Audition de monsieur LEPAS |
Directeur des affaires économiques
générales du CNPF
en compagnie de Mme MOUNOLOU
et de
M. Olivier GAINON
Résumé : Le CNPF est inquiet car, face à l'enjeu majeur que représente l'utilisation des NTIC en termes de compétitivité économique, le retard français est réel ; il s'explique en partie par l'expérience du Minitel, devenue aujourd'hui contre-productive ; l'Etat a donc un rôle fondamental à jouer : il doit tenir un langage de communication fort à l'égard de l'opinion, consistant à dire que nous entrons dans la société de l'information et que pour ne pas rester au bord du chemin, il faut prendre les mesures nécessaires ; enjeu social, le développement des NTIC passe par une sensibilisation dès l'école : il faut mettre tous les moyens pour que l'apprentissage des NTIC devienne aussi naturel que celui de la lecture ; l'enjeu pour les entreprises n'est pas moindre et il implique, particulièrement en France, de repenser la structure de l'entreprise, notamment au niveau de la prise des décisions.

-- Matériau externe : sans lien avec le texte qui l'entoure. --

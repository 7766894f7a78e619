use crate::graphics::Color;

// Scene
pub const BACKGROUND: Color = 0x050A30;
pub const RESIZE_DEBOUNCE_MS: u32 = 300;
pub const RESIZE_DEBOUNCE_MAX_MS: u32 = 500;
pub const MAX_PARTICLES: usize = 240;
pub const MAX_PARTICLES_LOW_POWER: usize = 120;

// Breakpoints (px)
pub const SMALL_BREAKPOINT: f64 = 480.0;
pub const MOBILE_BREAKPOINT: f64 = 768.0;
pub const WIDE_BREAKPOINT: f64 = 1200.0;

// Rockets enter and re-enter this far below the bottom edge
pub const SPAWN_MARGIN: f64 = 50.0;
// ...and wrap once this far past the top or sides
pub const WRAP_MARGIN: f64 = 50.0;
pub const MAX_HEADING: f64 = std::f64::consts::FRAC_PI_4;
pub const NOSE_WIGGLE: f64 = 0.2;
pub const GLOW_PULSE_PERIOD_MS: f64 = 400.0;

// Pixi-style ticker units: 1.0 == one 60 Hz frame
pub const TICKER_FRAME_MS: f64 = 1000.0 / 60.0;
// Frame deltas above this are clamped (background tabs, debugger pauses)
pub const MAX_FRAME_ELAPSED_MS: f64 = 100.0;

pub struct SizeRange {
    pub min: f64,
    pub max: f64,
}

pub const DESKTOP_SIZE: SizeRange = SizeRange { min: 0.7, max: 1.3 };
pub const MOBILE_SIZE: SizeRange = SizeRange { min: 0.8, max: 1.5 };

/// Per-tier emission thresholds: a particle is emitted when `random() > threshold`.
pub struct EmissionRates {
    pub exhaust: f64,
    pub fire_trail: f64,
    pub burst: f64,
}

pub const EMISSION: EmissionRates = EmissionRates { exhaust: 0.6, fire_trail: 0.75, burst: 0.98 };
pub const EMISSION_LOW_POWER: EmissionRates = EmissionRates { exhaust: 0.8, fire_trail: 0.9, burst: 0.995 };

// Colors per rocket type
pub struct ColorScheme {
    pub body: Color,
    pub head: Color,
    pub fins: Color,
    pub particles: [Color; 4],
    pub glow: Color,
    pub fire: [Color; 4],
}

pub const COLOR_SCHEMES: [ColorScheme; 4] = [
    // Classic
    ColorScheme {
        body: 0xFFFFFF,
        head: 0xFF3300,
        fins: 0xFF6600,
        particles: [0xFF6600, 0xFFAA00, 0xFF3300, 0xFFDD00],
        glow: 0xFF8844,
        fire: [0xFF3300, 0xFF6600, 0xFFAA00, 0xFFFF00],
    },
    // Tall
    ColorScheme {
        body: 0x33CCFF,
        head: 0x3366FF,
        fins: 0x0033CC,
        particles: [0x33CCFF, 0x66FFFF, 0x00FFFF, 0x00CCFF],
        glow: 0x66AAFF,
        fire: [0x00DDFF, 0x00BBFF, 0x00FFFF, 0x99EEFF],
    },
    // Capsule
    ColorScheme {
        body: 0xFFD700,
        head: 0xFF8C00,
        fins: 0xFFA500,
        particles: [0xFF8C00, 0xFFD700, 0xFFFF00, 0xFFEE44],
        glow: 0xFFBB33,
        fire: [0xFFDD00, 0xFF8800, 0xFFCC00, 0xFFFF44],
    },
    // Shuttle
    ColorScheme {
        body: 0xAA00FF,
        head: 0x9900FF,
        fins: 0xCC00FF,
        particles: [0x9900FF, 0xFF00FF, 0xEE77FF, 0xCC88FF],
        glow: 0xCC66FF,
        fire: [0xFF00FF, 0xDD00FF, 0xEE77FF, 0xFF99FF],
    },
];
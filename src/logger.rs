use log::{Level, LevelFilter, Log, Metadata, Record};
use wasm_bindgen::JsValue;

/// `log` backend that writes to the browser devtools console.
struct ConsoleLogger;

static LOGGER: ConsoleLogger = ConsoleLogger;

impl Log for ConsoleLogger {
    fn enabled(&self, metadata: &Metadata) -> bool {
        metadata.level() <= log::max_level()
    }

    fn log(&self, record: &Record) {
        if !self.enabled(record.metadata()) {
            return;
        }
        let line = JsValue::from_str(&format!("[{}] {}", record.target(), record.args()));
        match record.level() {
            Level::Error => web_sys::console::error_1(&line),
            Level::Warn => web_sys::console::warn_1(&line),
            Level::Info => web_sys::console::info_1(&line),
            Level::Debug | Level::Trace => web_sys::console::debug_1(&line),
        }
    }

    fn flush(&self) {}
}

pub fn init(level: LevelFilter) {
    if log::set_logger(&LOGGER).is_ok() {
        log::set_max_level(level);
    }
}
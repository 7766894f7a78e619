mod app;
mod budget;
mod canvas;
mod config;
mod constants;
mod debounce;
mod error;
mod game_loop;
mod graphics;
mod host;
mod logger;
mod particles;
mod renderer;
mod rng;
mod rockets;
mod scene;
mod scene_graph;
mod shapes;

fn main() {
    console_error_panic_hook::set_once();
    logger::init(log::LevelFilter::Info);
    leptos::mount::mount_to_body(app::App);
}
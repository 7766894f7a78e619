use serde::{Deserialize, Serialize};
use crate::constants::*;
use crate::error::SceneError;
use crate::graphics::Color;

#[derive(Debug, Clone, Copy, PartialEq, Eq, Serialize, Deserialize)]
#[serde(rename_all = "kebab-case")]
pub enum DeviceTier {
    Standard,
    LowPower,
}

impl DeviceTier {
    pub fn is_low_power(self) -> bool {
        self == DeviceTier::LowPower
    }

    pub fn max_particles(self) -> usize {
        match self {
            DeviceTier::Standard => MAX_PARTICLES,
            DeviceTier::LowPower => MAX_PARTICLES_LOW_POWER,
        }
    }

    pub fn emission(self) -> &'static EmissionRates {
        match self {
            DeviceTier::Standard => &EMISSION,
            DeviceTier::LowPower => &EMISSION_LOW_POWER,
        }
    }
}

/// Device signals sampled once per scene (re)build.
#[derive(Debug, Clone, Copy, PartialEq)]
pub struct DeviceProfile {
    pub width: f64,
    pub height: f64,
    pub pixel_ratio: f64,
    pub hardware_concurrency: Option<u32>,
}

impl DeviceProfile {
    /// Reads the viewport, pixel ratio and CPU count. Browser only.
    pub fn detect(window: &web_sys::Window, container: Option<&web_sys::HtmlElement>) -> Self {
        let inner_w = window.inner_width().ok().and_then(|v| v.as_f64()).unwrap_or(0.0);
        let inner_h = window.inner_height().ok().and_then(|v| v.as_f64()).unwrap_or(0.0);

        let (client_w, client_h) = container
            .map(|el| (el.client_width() as f64, el.client_height() as f64))
            .unwrap_or((0.0, 0.0));
        let width = if client_w > 0.0 { client_w } else { inner_w };
        let height = if client_h > 0.0 { client_h.min(inner_h) } else { inner_h };

        let cores = window.navigator().hardware_concurrency();
        Self {
            width,
            height,
            pixel_ratio: window.device_pixel_ratio(),
            hardware_concurrency: if cores >= 1.0 { Some(cores as u32) } else { None },
        }
    }

    pub fn is_small(&self) -> bool {
        self.width < SMALL_BREAKPOINT
    }

    pub fn is_mobile(&self) -> bool {
        self.width < MOBILE_BREAKPOINT
    }

    /// Mobile with an unknown or limited CPU count.
    pub fn tier(&self) -> DeviceTier {
        let limited_cpu = self.hardware_concurrency.map_or(true, |c| c <= 4);
        if self.is_mobile() && limited_cpu {
            DeviceTier::LowPower
        } else {
            DeviceTier::Standard
        }
    }

    pub fn resolution(&self) -> f64 {
        let tier_resolution: f64 = if self.is_small() {
            0.75
        } else if self.is_mobile() {
            0.9
        } else {
            1.1
        };
        let dpr = if self.pixel_ratio > 0.0 { self.pixel_ratio } else { 1.0 };
        tier_resolution.min(dpr)
    }

    pub fn max_fps(&self) -> u32 {
        if self.is_small() {
            20
        } else if self.is_mobile() {
            24
        } else {
            30
        }
    }

    pub fn size_range(&self) -> &'static SizeRange {
        if self.is_mobile() { &MOBILE_SIZE } else { &DESKTOP_SIZE }
    }
}

/// Width breakpoint table; monotonic in width.
pub fn rocket_count(width: f64, tier: DeviceTier) -> usize {
    let low = tier.is_low_power();
    if width < SMALL_BREAKPOINT {
        if low { 4 } else { 6 }
    } else if width < MOBILE_BREAKPOINT {
        if low { 4 } else { 8 }
    } else if width < WIDE_BREAKPOINT {
        8
    } else {
        15
    }
}

/// Overrides read from the mount element's `data-rocket-config` JSON.
#[derive(Debug, Clone, PartialEq, Serialize, Deserialize)]
#[serde(default, deny_unknown_fields)]
pub struct SceneOptions {
    pub background: Color,
    pub debounce_ms: u32,
    pub rocket_count: Option<usize>,
    pub max_fps: Option<u32>,
    pub max_particles: Option<usize>,
    pub seed: Option<u64>,
    pub force_tier: Option<DeviceTier>,
}

impl Default for SceneOptions {
    fn default() -> Self {
        Self {
            background: BACKGROUND,
            debounce_ms: RESIZE_DEBOUNCE_MS,
            rocket_count: None,
            max_fps: None,
            max_particles: None,
            seed: None,
            force_tier: None,
        }
    }
}

impl SceneOptions {
    pub fn from_json(json: &str) -> Result<Self, SceneError> {
        Ok(serde_json::from_str(json)?)
    }

    /// Resize quiet period, held to 300..=500 ms whatever the override says.
    pub fn debounce_delay(&self) -> u32 {
        self.debounce_ms.clamp(RESIZE_DEBOUNCE_MS, RESIZE_DEBOUNCE_MAX_MS)
    }
}

/// Everything one scene build needs, resolved from device signals and overrides.
#[derive(Debug, Clone, PartialEq)]
pub struct SceneSettings {
    pub width: f64,
    pub height: f64,
    pub tier: DeviceTier,
    pub resolution: f64,
    pub max_fps: u32,
    pub rocket_count: usize,
    pub max_particles: usize,
    pub min_size: f64,
    pub max_size: f64,
    pub background: Color,
}

impl SceneSettings {
    pub fn resolve(profile: &DeviceProfile, options: &SceneOptions) -> Self {
        let tier = options.force_tier.unwrap_or_else(|| profile.tier());
        let size = profile.size_range();
        Self {
            width: profile.width,
            height: profile.height,
            tier,
            resolution: profile.resolution(),
            max_fps: options.max_fps.unwrap_or_else(|| profile.max_fps()).max(1),
            rocket_count: options.rocket_count.unwrap_or_else(|| rocket_count(profile.width, tier)),
            max_particles: options.max_particles.unwrap_or_else(|| tier.max_particles()),
            min_size: size.min,
            max_size: size.max,
            background: options.background,
        }
    }
}

#[cfg(test)]
mod tests {
    use super::*;

    fn profile(width: f64, cores: Option<u32>) -> DeviceProfile {
        DeviceProfile { width, height: 800.0, pixel_ratio: 2.0, hardware_concurrency: cores }
    }

    #[test]
    fn test_tier_detection() {
        assert_eq!(profile(1920.0, None).tier(), DeviceTier::Standard);
        assert_eq!(profile(1920.0, Some(2)).tier(), DeviceTier::Standard);
        assert_eq!(profile(375.0, Some(4)).tier(), DeviceTier::LowPower);
        assert_eq!(profile(375.0, None).tier(), DeviceTier::LowPower);
        assert_eq!(profile(375.0, Some(8)).tier(), DeviceTier::Standard);
    }

    #[test]
    fn test_rocket_count_table() {
        assert_eq!(rocket_count(1024.0, DeviceTier::Standard), 8);
        assert_eq!(rocket_count(1024.0, DeviceTier::LowPower), 8);
        assert_eq!(rocket_count(1920.0, DeviceTier::Standard), 15);
        assert_eq!(rocket_count(320.0, DeviceTier::LowPower), 4);
        assert_eq!(rocket_count(320.0, DeviceTier::Standard), 6);
        assert_eq!(rocket_count(600.0, DeviceTier::Standard), 8);
    }

    #[test]
    fn test_rocket_count_monotonic() {
        for tier in [DeviceTier::Standard, DeviceTier::LowPower] {
            let mut last = 0;
            for w in (0..3000).step_by(10) {
                let n = rocket_count(w as f64, tier);
                assert!(n >= last, "count dropped at width {w}");
                last = n;
            }
        }
    }

    #[test]
    fn test_resolution_is_capped_by_pixel_ratio() {
        assert_eq!(profile(1920.0, None).resolution(), 1.1);
        assert_eq!(profile(600.0, None).resolution(), 0.9);
        assert_eq!(profile(320.0, None).resolution(), 0.75);
        let dim = DeviceProfile { pixel_ratio: 0.5, ..profile(1920.0, None) };
        assert_eq!(dim.resolution(), 0.5);
    }

    #[test]
    fn test_max_fps_by_breakpoint() {
        assert_eq!(profile(320.0, None).max_fps(), 20);
        assert_eq!(profile(600.0, None).max_fps(), 24);
        assert_eq!(profile(1280.0, None).max_fps(), 30);
    }

    #[test]
    fn test_options_parse_partial_json() {
        let opts = SceneOptions::from_json(r#"{"rocket_count": 3, "force_tier": "low-power"}"#).unwrap();
        assert_eq!(opts.rocket_count, Some(3));
        assert_eq!(opts.force_tier, Some(DeviceTier::LowPower));
        assert_eq!(opts.background, BACKGROUND);
        assert_eq!(opts.debounce_ms, RESIZE_DEBOUNCE_MS);
    }

    #[test]
    fn test_options_reject_unknown_fields() {
        assert!(matches!(
            SceneOptions::from_json(r#"{"rockets": 3}"#),
            Err(SceneError::InvalidOptions(_))
        ));
    }

    #[test]
    fn test_settings_resolve_defaults() {
        let s = SceneSettings::resolve(&profile(375.0, Some(2)), &SceneOptions::default());
        assert_eq!(s.tier, DeviceTier::LowPower);
        assert_eq!(s.max_particles, 120);
        assert_eq!(s.rocket_count, 4);
        assert_eq!((s.min_size, s.max_size), (0.8, 1.5));
    }

    #[test]
    fn test_settings_honor_overrides() {
        let opts = SceneOptions { max_particles: Some(0), max_fps: Some(0), force_tier: Some(DeviceTier::Standard), ..SceneOptions::default() };
        let s = SceneSettings::resolve(&profile(375.0, Some(2)), &opts);
        assert_eq!(s.tier, DeviceTier::Standard);
        assert_eq!(s.max_particles, 0);
        assert_eq!(s.max_fps, 1);
        assert_eq!(s.rocket_count, 6);
    }

    #[test]
    fn test_debounce_override_is_clamped() {
        let quiet = |ms: u32| SceneOptions { debounce_ms: ms, ..SceneOptions::default() }.debounce_delay();
        assert_eq!(quiet(0), 300);
        assert_eq!(quiet(420), 420);
        assert_eq!(quiet(5000), 500);
        assert_eq!(SceneOptions::default().debounce_delay(), RESIZE_DEBOUNCE_MS);
    }

    #[test]
    fn test_resolution_caps_at_pixel_ratio() {
        let at = |width: f64, dpr: f64| DeviceProfile { width, height: 800.0, pixel_ratio: dpr, hardware_concurrency: None }.resolution();
        assert_eq!(at(1920.0, 2.0), 1.1);
        assert_eq!(at(1920.0, 1.0), 1.0);
        assert_eq!(at(600.0, 3.0), 0.9);
        assert_eq!(at(320.0, 3.0), 0.75);
        assert_eq!(at(320.0, 0.0), 0.75);
    }
}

1. Concernant les NTIC d'une façon générale, il y a à la fois enjeu majeur et retard français sérieux; le CNPF est inquiet ;
Enjeu majeur d'abord, en termes de capacité de concurrence internationale : préserver notre niveau de compétitivité passe par une diffusion massive de ces NTIC, comparable à celle qui se passe chez nos partenaires et concurrents au niveau international. Nous entrons en effet dans une phase où les entreprises ont enfin acquis un certain savoir-faire efficace dans l'utilisation de ces technologies de l'information et de la communication et nous devrions avoir des retombées en termes de productivité ; il nous faut donc à tout prix rattraper notre retard en termes d'équipements, donc d'utilisation, car on peut attendre des NTIC un supplément de croissance économique sur les 15/20 ans qui viennent.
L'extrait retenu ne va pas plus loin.